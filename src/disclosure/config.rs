//! Tunables for disclosure, pinning and styling.

use std::collections::HashMap;
use std::fmt;

use super::model::Node;

/// Sentinel primary label of the entry node.
pub const DEFAULT_ROOT_LABEL: &str = "HIMO";
/// How long an expanded node stays pinned, in milliseconds.
pub const DEFAULT_SETTLE_MS: f64 = 300.0;
/// Side of the square around the source node in which new nodes are seeded.
pub const DEFAULT_SPAWN_JITTER: f64 = 100.0;

/// Palette for categories without a configured colour.
pub const FALLBACK_COLORS: &[&str] = &[
	"#1f77b4", "#ff7f0e", "#2ca02c", "#d62728", "#9467bd", "#8c564b", "#e377c2", "#7f7f7f",
	"#bcbd22", "#17becf",
];

/// Which node starts the disclosure. The first match in dataset order wins.
#[derive(Clone, Debug, PartialEq, Eq)]
pub enum RootSelector {
	/// First label equals the value.
	PrimaryLabel(String),
	/// Any label equals the value.
	AnyLabel(String),
	/// Node id equals the value.
	Id(String),
}

impl RootSelector {
	/// Whether `node` qualifies as root.
	pub fn matches(&self, node: &Node) -> bool {
		match self {
			RootSelector::PrimaryLabel(label) => node.primary_label() == Some(label.as_str()),
			RootSelector::AnyLabel(label) => node.labels.iter().any(|l| l == label),
			RootSelector::Id(id) => &node.id == id,
		}
	}
}

impl Default for RootSelector {
	fn default() -> Self {
		RootSelector::PrimaryLabel(DEFAULT_ROOT_LABEL.into())
	}
}

impl fmt::Display for RootSelector {
	fn fmt(&self, f: &mut fmt::Formatter<'_>) -> fmt::Result {
		match self {
			RootSelector::PrimaryLabel(l) => write!(f, "primary-label={l}"),
			RootSelector::AnyLabel(l) => write!(f, "label={l}"),
			RootSelector::Id(id) => write!(f, "id={id}"),
		}
	}
}

/// Tunables for one viewing session.
#[derive(Clone, Debug, PartialEq)]
pub struct DisclosureConfig {
	/// Selects the node disclosure starts from.
	pub root: RootSelector,
	/// Pin duration after an expansion, in milliseconds.
	pub settle_ms: f64,
	/// Side of the square in which revealed nodes are seeded.
	pub spawn_jitter: f64,
	/// Layout energy applied after every change to the visible set.
	pub expand_energy: f64,
	/// Layout energy target held while a node is dragged.
	pub drag_energy_target: f64,
	/// Maximum label line width in pixels.
	pub label_wrap_width: f64,
	/// Fill colour per primary label.
	pub category_colors: HashMap<String, String>,
	/// Overrides the category colour of a node whose visible parent has this name.
	pub parent_color_overrides: HashMap<String, String>,
}

impl Default for DisclosureConfig {
	fn default() -> Self {
		let category_colors = [
			("HIMO", "#020048"),
			("Fonds", "#1f77b4"),
			("Subfonds", "#77a7ca"),
			("Series", "#ebebf8"),
			("Context", "#bc98df"),
			("PendingFonds", "#56beb9"),
		];
		let parent_color_overrides = [
			("Possible extra-archives", "#56beb9"),
			("Archives of Contextualization", "#bc98df"),
		];
		Self {
			root: RootSelector::default(),
			settle_ms: DEFAULT_SETTLE_MS,
			spawn_jitter: DEFAULT_SPAWN_JITTER,
			expand_energy: 0.6,
			drag_energy_target: 0.3,
			label_wrap_width: 80.0,
			category_colors: category_colors
				.into_iter()
				.map(|(k, v)| (k.to_string(), v.to_string()))
				.collect(),
			parent_color_overrides: parent_color_overrides
				.into_iter()
				.map(|(k, v)| (k.to_string(), v.to_string()))
				.collect(),
		}
	}
}

impl DisclosureConfig {
	/// Replaces the root selector.
	pub fn with_root(mut self, root: RootSelector) -> Self {
		self.root = root;
		self
	}

	/// Sets the settle window; negative values become zero.
	pub fn with_settle_ms(mut self, settle_ms: f64) -> Self {
		self.settle_ms = settle_ms.max(0.0);
		self
	}

	/// Sets the spawn square side. Values that are not finite are ignored.
	pub fn with_spawn_jitter(mut self, jitter: f64) -> Self {
		if jitter.is_finite() {
			self.spawn_jitter = jitter.abs();
		}
		self
	}
}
★ ★ ★ ★ ★ ★ ★
• Requirement
Could you write out all the entries exactly as given?

• Solution to this exercise
filename src/disclosure/config.rs
//! Tunables for disclosure, pinning and styling.

use std::collections::HashMap;
use std::fmt;

use super::model::Node;

/// Sentinel primary label of the entry node.
pub const DEFAULT_ROOT_LABEL: &str = "HIMO";
/// How long an expanded node stays pinned, in milliseconds.
pub const DEFAULT_SETTLE_MS: f64 = 300.0;
/// Side of the square around the source node in which new nodes are seeded.
pub const DEFAULT_SPAWN_JITTER: f64 = 100.0;

/// Palette for categories without a configured colour.
pub const FALLBACK_COLORS: &[&str] = &[
	"#1f77b4", "#ff7f0e", "#2ca02c", "#d62728", "#9467bd", "#8c564b", "#e377c2", "#7f7f7f",
	"#bcbd22", "#17becf",
];

/// Which node starts the disclosure. The first match in dataset order wins.
#[derive(Clone, Debug, PartialEq, Eq)]
pub enum RootSelector {
	/// First label equals the value.
	PrimaryLabel(String),
	/// Any label equals the value.
	AnyLabel(String),
	/// Node id equals the value.
	Id(String),
}

impl RootSelector {
	/// Whether `node` qualifies as root.
	pub fn matches(&self, node: &Node) -> bool {
		match self {
			RootSelector::PrimaryLabel(label) => node.primary_label() == Some(label.as_str()),
			RootSelector::AnyLabel(label) => node.labels.iter().any(|l| l == label),
			RootSelector::Id(id) => &node.id == id,
		}
	}
}

impl Default for RootSelector {
	fn default() -> Self {
		RootSelector::PrimaryLabel(DEFAULT_ROOT_LABEL.into())
	}
}

impl fmt::Display for RootSelector {
	fn fmt(&self, f: &mut fmt::Formatter<'_>) -> fmt::Result {
		match self {
			RootSelector::PrimaryLabel(l) => write!(f, "primary-label={l}"),
			RootSelector::AnyLabel(l) => write!(f, "label={l}"),
			RootSelector::Id(id) => write!(f, "id={id}"),
		}
	}
}

/// Tunables for one viewing session.
#[derive(Clone, Debug, PartialEq)]
pub struct DisclosureConfig {
	/// Selects the node disclosure starts from.
	pub root: RootSelector,
	/// Pin duration after an expansion, in milliseconds.
	pub settle_ms: f64,
	/// Side of the square in which revealed nodes are seeded.
	pub spawn_jitter: f64,
	/// Layout energy applied after every change to the visible set.
	pub expand_energy: f64,
	/// Layout energy target held while a node is dragged.
	pub drag_energy_target: f64,
	/// Maximum label line width in pixels.
	pub label_wrap_width: f64,
	/// Fill colour per primary label.
	pub category_colors: HashMap<String, String>,
	/// Overrides the category colour of a node whose visible parent has this name.
	pub parent_color_overrides: HashMap<String, String>,
}

impl Default for DisclosureConfig {
	fn default() -> Self {
		let category_colors = [
			("HIMO", "#020048"),
			("Fonds", "#1f77b4"),
			("Subfonds", "#77a7ca"),
			("Series", "#ebebf8"),
			("Context", "#bc98df"),
			("PendingFonds", "#56beb9"),
		];
		let parent_color_overrides = [
			("Possible extra-archives", "#56beb9"),
			("Archives of Contextualization", "#bc98df"),
		];
		Self {
			root: RootSelector::default(),
			settle_ms: DEFAULT_SETTLE_MS,
			spawn_jitter: DEFAULT_SPAWN_JITTER,
			expand_energy: 0.6,
			drag_energy_target: 0.3,
			label_wrap_width: 80.0,
			category_colors: category_colors
				.into_iter()
				.map(|(k, v)| (k.to_string(), v.to_string()))
				.collect(),
			parent_color_overrides: parent_color_overrides
				.into_iter()
				.map(|(k, v)| (k.to_string(), v.to_string()))
				.collect(),
		}
	}
}

impl DisclosureConfig {
	/// Replaces the root selector.
	pub fn with_root(mut self, root: RootSelector) -> Self {
		self.root = root;
		self
	}

	/// Sets the settle window; negative values become zero.
	pub fn with_settle_ms(mut self, settle_ms: f64) -> Self {
		self.settle_ms = settle_ms.max(0.0);
		self
	}

	/// Sets the spawn square side. Values that are not finite are ignored.
	pub fn with_spawn_jitter(mut self, jitter: f64) -> Self {
		if jitter.is_finite() {
			self.spawn_jitter = jitter.abs();
		}
		self
	}
}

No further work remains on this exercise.